CS Lewis and the Chronicles of Narnia

C.S. Lewis wrote seven connecting stories for children titled the “Chronicles of Narnia.” These stories are extremely similar to those found in the bible. Lewis used his religious background and beliefs to create Narnia and its characters, along with the conflicts and experiences that they go through. The stories teach children biblical tales in a fun and exciting new way and they do not even realize it is happening.

The first story written in “The Chronicles of Narnia” is “The Lion, The Witch, and Wardrobe.” This story introduces us to the world of Narnia. During World War II four siblings: Peter, Susan, Edmond, and Lucy are sent to live with the interestingly odd Professor Kirke. The youngest child Lucy, when exploring the house, comes across a wardrobe in one of the rooms. She steps into the wardrobe and arrives in a snowy wooded area. This is Narnia. Narnia becomes a parallel universe for all that enter it. The world is filled with characters and situations that parallel the bible stories. This first story connects to the gospel stories in the bible from Matthew, Mark, Luke, and John.

None of the children believe Lucy when she tells them about Narnia until one day when Edmond follows her into the wardrobe and encounters the White Witch. She feeds Edmond an enchanted Turkish Delight, which makes him crave chocolate. The Witch uses Edmonds greed to trick him into bringing his other siblings into Narnia. The witch can be compared to the devil throughout the series. She tempts Edmond to manipulate him into doing things that are wrong.

Edmond still says that Lucy is silly for believing in Narnia and one day the children hide in the wardrobe from a housekeeper and end up in Narnia. Lucy takes them to Tumnus’ house where they find that he has been arrested for treason. Tumnus was the first character Lucy met when she went to Narnia. The children set out on a mission to rescue Tumnus from the Witch and meet a doubtful Mr. Beaver who leads them to Aslan the lion. Edmond runs away to warn the Witch of his siblings plan and she is nervous because of an ancient prophecy that says four humans will overthrow the Witch and reign over Narnia.
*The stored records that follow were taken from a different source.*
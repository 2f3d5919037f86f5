use pim_engine::prelude::*;
use pim_engine::test_harness::{run_simulator, SimulatorConfig};
use pim_state::ElementInstanceState;
use pim_test_utils::{create_migrate_command, StateFixture};
use proptest::prelude::*;

/// Flat process with `tasks` service tasks named `{prefix}{i}`
fn flat_process(key: i64, bpmn_process_id: &str, prefix: &str, tasks: usize) -> DeployedProcess {
    (0..tasks)
        .fold(DeployedProcess::builder(Key(key), bpmn_process_id, 1), |builder, i| {
            builder.element(format!("{prefix}{i}"), ElementType::ServiceTask, None)
        })
        .build()
        .unwrap()
}

fn snapshot(engine: &MigrationEngine, keys: &[Key]) -> Vec<(Key, String)> {
    keys.iter()
        .map(|key| {
            let instance = engine.state().element_instance(*key).unwrap();
            (instance.process_definition_key, instance.element_id.clone())
        })
        .collect()
}

#[test]
fn test_simulator_clean_run() {
    let report = run_simulator(SimulatorConfig {
        instances: 200,
        fault_rate: 0.0,
        ..SimulatorConfig::default()
    });

    assert!(report.passed(), "{}", report.generate_text());
}

#[test]
fn test_simulator_with_faults() {
    let report = run_simulator(SimulatorConfig {
        seed: 7,
        instances: 300,
        fault_rate: 0.7,
        ..SimulatorConfig::default()
    });

    assert!(report.passed(), "{}", report.generate_text());
}

proptest! {
    #[test]
    fn prop_migration_is_all_or_nothing(
        tasks in 1usize..6,
        active in proptest::collection::vec(any::<bool>(), 6),
        incident_at in proptest::option::of(0usize..6),
    ) {
        let mut fixture = StateFixture::new();
        let source = fixture.deploy(flat_process(1, "v1", "a", tasks));
        fixture.deploy(flat_process(2, "v2", "b", tasks));
        let root = fixture.start_instance(source);

        let mut keys = vec![root];
        for (i, _) in active.iter().enumerate().take(tasks).filter(|(_, on)| **on) {
            let key = fixture.activate(root, &format!("a{i}"));
            if incident_at == Some(i) {
                fixture.raise_incident(key);
            }
            keys.push(key);
        }
        let blocked = incident_at.is_some_and(|i| i < tasks && active[i]);

        let mapping: Vec<(String, String)> = (0..tasks)
            .map(|i| (format!("a{i}"), format!("b{i}")))
            .collect();
        let mapping: Vec<(&str, &str)> = mapping
            .iter()
            .map(|(s, t)| (s.as_str(), t.as_str()))
            .collect();

        let mut engine = MigrationEngine::with_state(EngineConfig::default(), fixture.into_state());
        let before = snapshot(&engine, &keys);
        let response = engine.submit(create_migrate_command(root, Key(2), &mapping)).unwrap();
        let after = snapshot(&engine, &keys);

        prop_assert_eq!(response.is_rejection(), blocked);
        if blocked {
            prop_assert_eq!(before, after);
            prop_assert_eq!(engine.log().follow_ups(1).len(), 1);
        } else {
            prop_assert!(after.iter().all(|(definition, _)| *definition == Key(2)));
            prop_assert!(after.iter().skip(1).all(|(_, id)| id.starts_with('b')));
            // One event per element instance plus the completed event.
            prop_assert_eq!(engine.log().follow_ups(1).len(), keys.len() + 1);
        }
    }

    #[test]
    fn prop_every_command_is_answered(seed in any::<u64>()) {
        let report = run_simulator(SimulatorConfig {
            seed,
            instances: 20,
            ..SimulatorConfig::default()
        });

        prop_assert!(report.passed(), "{}", report.generate_text());
    }
}
//! PIM Log - the engine's only write surface
//!
//! - [`EventLog`]: hash-chained partition log; a batch is appended under one
//!   lock so no other batch can interleave with it
//! - [`ProcessingResultBuilder`]: collects the follow-up events, rejection and
//!   response of one command before anything touches the log

pub mod error;
pub mod log;
pub mod result;

pub use error::LogError;
pub use log::{EventLog, IntegrityReport, LogEntry, Position};
pub use result::{CommandResponse, ProcessingResult, ProcessingResultBuilder, ResponseOutcome};
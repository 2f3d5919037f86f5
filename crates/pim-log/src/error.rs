//! Log errors

/// Failure to append to or verify the log
#[derive(Debug, thiserror::Error)]
pub enum LogError {
    /// Batch without records
    #[error("cannot append an empty batch")]
    EmptyBatch,

    /// Record could not be encoded for hashing
    #[error("failed to encode record: {0}")]
    Encoding(#[from] serde_json::Error),

    /// Hash chain broken at `position`
    #[error("log integrity violated at position {position}")]
    IntegrityViolation {
        /// First entry whose hash does not match
        position: u64,
    },
}
//! Turns expected migration failures into rejections

use crate::error::{InvariantViolation, MigrationError, PreconditionError, ProcessingError};
use pim_model::{Rejection, RejectionType};

/// Rejection type for an expected failure
///
/// Every per-element invariant is an invalid state. A caller outside the
/// instance's tenant sees the same `NOT_FOUND` as for a missing instance.
#[must_use]
pub fn rejection_type(error: &MigrationError) -> RejectionType {
    match error {
        MigrationError::Precondition(error) => match error {
            PreconditionError::ProcessInstanceNotFound { .. }
            | PreconditionError::TenantNotAuthorized { .. }
            | PreconditionError::TargetProcessNotFound { .. } => RejectionType::NotFound,
            PreconditionError::PermissionDenied { .. } => RejectionType::Forbidden,
            PreconditionError::EmptyElementId { .. }
            | PreconditionError::TooManyMappingInstructions { .. }
            | PreconditionError::DuplicateSourceElementIds { .. }
            | PreconditionError::UnknownSourceElement { .. }
            | PreconditionError::UnknownTargetElement { .. } => RejectionType::InvalidArgument,
            PreconditionError::ChildProcessInstance { .. }
            | PreconditionError::EventSubProcessInSource { .. }
            | PreconditionError::EventSubProcessInTarget { .. } => RejectionType::InvalidState,
        },
        MigrationError::Invariant(
            InvariantViolation::UnsupportedElementType { .. }
            | InvariantViolation::UnmappedElement { .. }
            | InvariantViolation::ActiveIncident { .. }
            | InvariantViolation::ElementTypeChanged { .. }
            | InvariantViolation::FlowScopeChanged { .. }
            | InvariantViolation::BoundaryEventInSource { .. }
            | InvariantViolation::BoundaryEventInTarget { .. }
            | InvariantViolation::ConcurrentCommand { .. }
            | InvariantViolation::ActiveUserTask { .. },
        ) => RejectionType::InvalidState,
    }
}

/// Rejection for `error`, or `error` itself when it is not an expected failure
///
/// # Errors
/// Any [`ProcessingError`] other than [`ProcessingError::Migration`], unchanged
pub fn translate(error: ProcessingError) -> Result<Rejection, ProcessingError> {
    match error {
        ProcessingError::Migration(error) => {
            Ok(Rejection::new(rejection_type(&error), error.to_string()))
        }
        other => Err(other),
    }
}

#[cfg(test)]
mod tests {
    use super::*;
    use pim_model::{ElementType, Key};
    use pim_state::StateError;
    use pretty_assertions::assert_eq;

    #[test]
    fn precondition_types() {
        let cases = [
            (
                PreconditionError::TenantNotAuthorized {
                    process_instance_key: Key(1),
                    tenant_id: "t".into(),
                },
                RejectionType::NotFound,
            ),
            (
                PreconditionError::PermissionDenied {
                    process_instance_key: Key(1),
                    bpmn_process_id: "p".into(),
                },
                RejectionType::Forbidden,
            ),
            (
                PreconditionError::DuplicateSourceElementIds {
                    process_instance_key: Key(1),
                    duplicates: vec!["A".into()],
                },
                RejectionType::InvalidArgument,
            ),
            (
                PreconditionError::ChildProcessInstance {
                    process_instance_key: Key(1),
                    parent_process_instance_key: Key(2),
                },
                RejectionType::InvalidState,
            ),
        ];

        for (error, expected) in cases {
            assert_eq!(rejection_type(&error.into()), expected);
        }
    }

    #[test]
    fn rejection_carries_the_message() {
        let violation = InvariantViolation::UnsupportedElementType {
            process_instance_key: Key(5),
            element_id: "gw".into(),
            element_type: ElementType::ParallelGateway,
        };
        let message = violation.to_string();

        let rejection = translate(violation.into()).unwrap();
        assert_eq!(rejection, Rejection::new(RejectionType::InvalidState, message));
    }

    #[test]
    fn unexpected_errors_pass_through() {
        let result = translate(StateError::ProcessNotFound(Key(9)).into());

        assert!(matches!(
            result,
            Err(ProcessingError::State(StateError::ProcessNotFound(Key(9))))
        ));
    }
}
Edmond betrays his siblings much in the same way that Judas betrayed Jesus. “Then one of the Twelve, who was called Judas Iscariot, went to the chief priests and said, ‘What are you willing to give me if I hand him over to you?’ They paid him thirty pieces of silver, and from that time on he looked for an opportunity to hand him over.” (Matthew 26:14) Judas was driven by his greed for money when he betrayed Jesus, and Edmond is driven by his greed for Turkish Delite when he betrays his family, and more importantly Aslan, who’s character as we will see parallels Jesus.

The children race to beat the Witch to Stone Table and meet Aslan to end the spell. The Witch is desperate to reach the Stone Table and treats Edmond poorly on the way. Aslan promises to help get Edmond back and Peter saves Susan from a wolf. Aslan sees another wolf and they follow it hoping it will lead them to Edmond and the Witch.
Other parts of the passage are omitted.